В последнее время не утихают слухи об отставке председателя Федеральной службы по финансовым рынкам Олега Вьюгина, а имеющие ключевое значение законопроекты, разрабатываемые ФСФР, сталкиваются с принципиальными возражениями в министерствах и ведомствах. О том, что мешает полноценному развитию финансового рынка в России, в интервью Ъ рассказал ОЛЕГ ВЬЮГИН.
— В последнее время много говорят о том, что вы уходите из ФСФР. Есть у вас программа максимум по работе в ФСФР, после реализации которой вы уйдете?
— Программа есть у ФСФР. Строить личные долгосрочные планы можно, но это не значит, что если по плану хочешь уйти через год, то сейчас уже можно прекратить работу. Предложения извне периодически возникают. Но у меня нет экзотических желаний, например, бросить службу и заняться написанием картин. Я понимаю, что если уходить со службы, то прямой путь — исполнительские должности в финансовых структурах.
— Как вы оцениваете итоги года? Что удалось сделать?
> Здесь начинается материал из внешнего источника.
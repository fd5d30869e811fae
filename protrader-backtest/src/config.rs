//! Strategy and simulation configuration.
//!
//! One immutable parameter bundle per backtest run. All thresholds live here
//! as typed fields with constructor-level validation instead of loosely-keyed
//! maps, so a bad configuration fails before the simulation starts.

use protrader_common::{Error, Result};
use serde::{Deserialize, Serialize};

/// Strategy configuration for a backtest run.
///
/// Percentages are expressed in percent units (`5.0` = 5%). The config is
/// constructed once per run and read-only throughout the simulation.
#[derive(Debug, Clone, Serialize, Deserialize)]
pub struct StrategyConfig {
    /// RSI lookback period
    pub rsi_period: usize,
    /// RSI level below which the risk-managed engine enters
    pub rsi_entry: f64,
    /// RSI level above which the exit signal fires
    pub rsi_exit: f64,

    /// Maximum loss per trade before the stop fires (percentage)
    pub stop_loss_pct: f64,
    /// Profit target (percentage)
    pub take_profit_pct: f64,
    /// Unrealized profit that arms the trailing stop (percentage)
    pub trailing_stop_pct: f64,
    /// Force an exit after this many calendar days in a position
    pub max_hold_days: i64,

    /// Starting capital
    pub initial_capital: f64,
    /// Capital fraction risked to the stop per trade (percentage)
    pub risk_per_trade_pct: f64,
    /// Maximum capital fraction committed to a single position (percentage)
    pub max_position_pct: f64,

    /// Brokerage commission per leg (percentage)
    pub commission_pct: f64,
    /// Fixed slippage per leg (percentage)
    pub slippage_pct: f64,
    /// Transaction tax per leg (percentage)
    pub tax_pct: f64,

    /// Bars skipped at the start of the series before any entry is evaluated.
    /// Fixed regardless of which indicators a strategy uses, so warm-up
    /// behavior is uniform across strategies.
    pub warmup_bars: usize,

    /// Walk-forward optimization toggle. Declared for forward compatibility;
    /// no splitting or optimization logic consumes these fields yet.
    pub walk_forward_enabled: bool,
    /// Walk-forward training window in months (declared, unconsumed)
    pub train_period_months: u32,
    /// Walk-forward test window in months (declared, unconsumed)
    pub test_period_months: u32,
}

impl Default for StrategyConfig {
    fn default() -> Self {
        Self {
            rsi_period: 14,
            rsi_entry: 40.0,
            rsi_exit: 60.0,
            stop_loss_pct: 5.0,
            take_profit_pct: 15.0, // 3:1 reward-to-risk against the default stop
            trailing_stop_pct: 10.0,
            max_hold_days: 45,
            initial_capital: 100_000.0,
            risk_per_trade_pct: 2.0,
            max_position_pct: 20.0,
            commission_pct: 0.05,
            slippage_pct: 0.1,
            tax_pct: 0.025,
            warmup_bars: 50,
            walk_forward_enabled: false,
            train_period_months: 24,
            test_period_months: 6,
        }
    }
}

impl StrategyConfig {
    /// Validate the configuration, rejecting values that would corrupt the
    /// simulation arithmetic.
    pub fn validate(&self) -> Result<()> {
        if self.initial_capital <= 0.0 {
            return Err(Error::Config(format!(
                "initial_capital must be positive, got {}",
                self.initial_capital
            )));
        }

        let percentages = [
            ("stop_loss_pct", self.stop_loss_pct),
            ("take_profit_pct", self.take_profit_pct),
            ("trailing_stop_pct", self.trailing_stop_pct),
            ("risk_per_trade_pct", self.risk_per_trade_pct),
            ("max_position_pct", self.max_position_pct),
            ("commission_pct", self.commission_pct),
            ("slippage_pct", self.slippage_pct),
            ("tax_pct", self.tax_pct),
        ];
        for (name, value) in percentages {
            if !value.is_finite() || value < 0.0 {
                return Err(Error::Config(format!(
                    "{} must be >= 0, got {}",
                    name, value
                )));
            }
        }

        if self.stop_loss_pct >= 100.0 {
            return Err(Error::Config(format!(
                "stop_loss_pct must be below 100, got {}",
                self.stop_loss_pct
            )));
        }
        if self.rsi_period < 2 {
            return Err(Error::Config(format!(
                "rsi_period must be at least 2, got {}",
                self.rsi_period
            )));
        }
        if self.max_hold_days < 1 {
            return Err(Error::Config(format!(
                "max_hold_days must be at least 1, got {}",
                self.max_hold_days
            )));
        }

        Ok(())
    }

    /// Total transaction cost per round-trip trade (percentage).
    ///
    /// Both legs are rolled into one doubled rate which the engine applies
    /// once, against exit proceeds.
    pub fn round_trip_cost_pct(&self) -> f64 {
        (self.commission_pct + self.slippage_pct + self.tax_pct) * 2.0
    }
}

// ============================================================================
// Tests
// ============================================================================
— К концу года приняты законопроекты, которых мы давно ожидали. В частности, закон о российских депозитарных расписках и поправки в Гражданский кодекс, устанавливающие судебную защиту по срочным сделкам. В дополнение к этому вышел наш нормативный акт, регламентирующий сделки с производными инструментами на бирже. В течение года разработаны и вступили в силу десятки нормативных актов ФСФР, направленных на создание новых инструментов, в том числе регулирование биржевой площадки для малых и инновационных компаний. И, наконец, состоялись одновременные размещения российских компаний, когда акции в России и депозитарные расписки за рубежом размещаются одновременно. Таким образом, заработало новое регулирование, обеспечивающее доступ национальным институциональным инвесторам к наилучшим по качеству российским активам. Вопрос в том, чтобы участники рынка использовали эти инструменты.
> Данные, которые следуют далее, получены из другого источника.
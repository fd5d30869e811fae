//! Simple and exponential moving averages.

use serde::{Deserialize, Serialize};

/// Simple moving average, NaN-padded until `period` values are available.
///
/// Windows are summed individually so a NaN in the input (a warm-up gap from
/// an upstream indicator) only blanks the windows that contain it.
pub fn sma(values: &[f64], period: usize) -> Vec<f64> {
    let mut result = vec![f64::NAN; values.len()];
    if period == 0 || values.len() < period {
        return result;
    }

    for i in (period - 1)..values.len() {
        let window = &values[i + 1 - period..=i];
        result[i] = window.iter().sum::<f64>() / period as f64;
    }
    result
}

/// Exponential moving average with smoothing factor `2 / (span + 1)`.
///
/// Adjust-free recursion seeded from the first observation, so values are
/// defined from the start of the series (early values carry seed bias and
/// fall inside the warm-up window).
pub fn ema(values: &[f64], span: usize) -> Vec<f64> {
    let mut result = vec![f64::NAN; values.len()];
    if values.is_empty() || span == 0 {
        return result;
    }

    let alpha = 2.0 / (span as f64 + 1.0);
    result[0] = values[0];
    for i in 1..values.len() {
        result[i] = values[i] * alpha + result[i - 1] * (1.0 - alpha);
    }
    result
}

/// The standard moving-average stack used by the scoring layer.
///
/// Fields are NaN when the series is shorter than the lookback; comparisons
/// against NaN fail closed downstream.
#[derive(Debug, Clone, Copy, Serialize, Deserialize)]
pub struct MovingAverageSet {
    pub sma_20: f64,
    pub sma_50: f64,
    pub sma_200: f64,
    pub ema_12: f64,
    pub ema_26: f64,
}

impl MovingAverageSet {
    /// Compute last values for the whole stack.
    pub fn compute(closes: &[f64]) -> Self {
        let last = |series: Vec<f64>| series.last().copied().unwrap_or(f64::NAN);

        Self {
            sma_20: last(sma(closes, 20)),
            sma_50: last(sma(closes, 50)),
            sma_200: last(sma(closes, 200)),
            ema_12: last(ema(closes, 12)),
            ema_26: last(ema(closes, 26)),
        }
    }
}

// ============================================================================
// Tests
// ============================================================================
— И насколько эффективно новые нормы работают?
— После выхода этих документов IPO по международным стандартам стало возможным и в России. В отдельных случаях недостаточно эффективно сработал нормативный акт, устанавливающий правила получения разрешений на выпуск депозитарных расписок. В нем есть требование, по которому не менее 30% эмиссии размещается в России и не более 70% — за рубежом. Некоторые организаторы выпусков его реально исполняли, а некоторые, по нашим подозрениям, соблюдали его формально: организатор выпуска выкупал за свой счет обыкновенные акции в счет 30%, которые должен был разместить в России, а потом выпускал на них депозитарные расписки. Таким образом, местные обыкновенные акции не были размещены среди российских инвесторов.
— Кого вы можете назвать среди желающих выпускать российские депозитарные расписки?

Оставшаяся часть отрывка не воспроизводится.